Geographical diversification has made the company more resilient. It controls a quarter of beef processing in America, and last year benefited from a combination of low live-cattle prices and a hunger for beef. Now that inflation has made pricey meat less appetising to Americans, dragging jbs’s beef sales there down by 4.6% year on year, it can lean more on growth in Australia and Brazil. At home in particular, a wider product range, which includes cheaper pork, poultry and fish, has helped it at a time when less diversified competitors struggle with rising prices of feed.

The whiff of scandal will continue to scare off some investors. Wesley, nephew of Joesley, was recently made the global president of operations.

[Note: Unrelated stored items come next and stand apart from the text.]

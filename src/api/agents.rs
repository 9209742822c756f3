use crate::api::middleware::{AgentIdentity, ApiError, ApiResult, AppState};
use crate::models::OnlineResponse;
use axum::{extract::State, response::IntoResponse, Extension, Json};
use serde::Serialize;

#[derive(Debug, Serialize)]
pub struct HeartbeatResponse {
    pub agent_id: String,
    pub recorded: bool,
}

/// Explicit presence heartbeat. Agent consoles call this on an interval;
/// ordinary agent requests also refresh presence via middleware, so this
/// endpoint mainly keeps idle consoles visible.
pub async fn heartbeat(
    State(state): State<AppState>,
    identity: Option<Extension<AgentIdentity>>,
) -> ApiResult<impl IntoResponse> {
    let agent = identity
        .map(|Extension(identity)| identity)
        .ok_or_else(|| ApiError::BadRequest("Missing X-Agent-Id header".to_string()))?;

    state.presence_service.heartbeat(&agent.agent_id).await?;

    Ok(Json(HeartbeatResponse {
        agent_id: agent.agent_id,
        recorded: true,
    }))
}

/// Whether any agent heartbeat falls inside the liveness window. Customer
/// clients use this to phrase the "request a human" flow.
pub async fn agents_online(State(state): State<AppState>) -> ApiResult<impl IntoResponse> {
    let online = state.presence_service.any_agent_online().await?;
    Ok(Json(OnlineResponse { online }))
}
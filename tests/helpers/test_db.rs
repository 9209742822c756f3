use supportline::database::Database;
use uuid::Uuid;

pub async fn setup_test_db() -> Database {
    // Install drivers for AnyPool (required for tests)
    sqlx::any::install_default_drivers();

    // File-based SQLite, unique per test so tests can run in parallel
    let temp_file = format!("test_{}.db", Uuid::new_v4());
    let db_url = format!("sqlite://{}?mode=rwc", temp_file);

    let db = Database::connect(&db_url)
        .await
        .expect("Failed to connect to test database");

    db.ensure_schema()
        .await
        .expect("Failed to create test schema");

    db
}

Joesley and his brother, both of whom spent time behind bars on charges of corruption, remain a powerful force. The family’s holding company, j&f, retains a 42% stake. Some of their past deals remain under scrutiny.

In America, accusations of price-fixing and worries about workers’ welfare have made meatpackers the focus of congressional probes. Criticism of its links to deforestation in the Amazon has pressed jbs to declare sustainability its “core business strategy” and to pledge to emit no net carbon by 2040. Humankind is “eating the planet”, admits Mr Tomazoni, so it needs to produce food in a new way.

jbs may find it increasingly hard to sustain rapid growth. Even as sales rose, net profit declined last quarter, by 10% year on year, as drought shrank grazing lands and the cost of animal feed spiralled. Weakening demand in America will continue to squeeze profit margins in beef and pork. So will a slowdown in China, a smaller but faster-growing beef market where the middle class is eating more beef. jbs’s share price is down by 17% since its recent peak in April. Having whetted investors’ appetites, Mr Tomazoni will need to keep working hard in order to keep them sated.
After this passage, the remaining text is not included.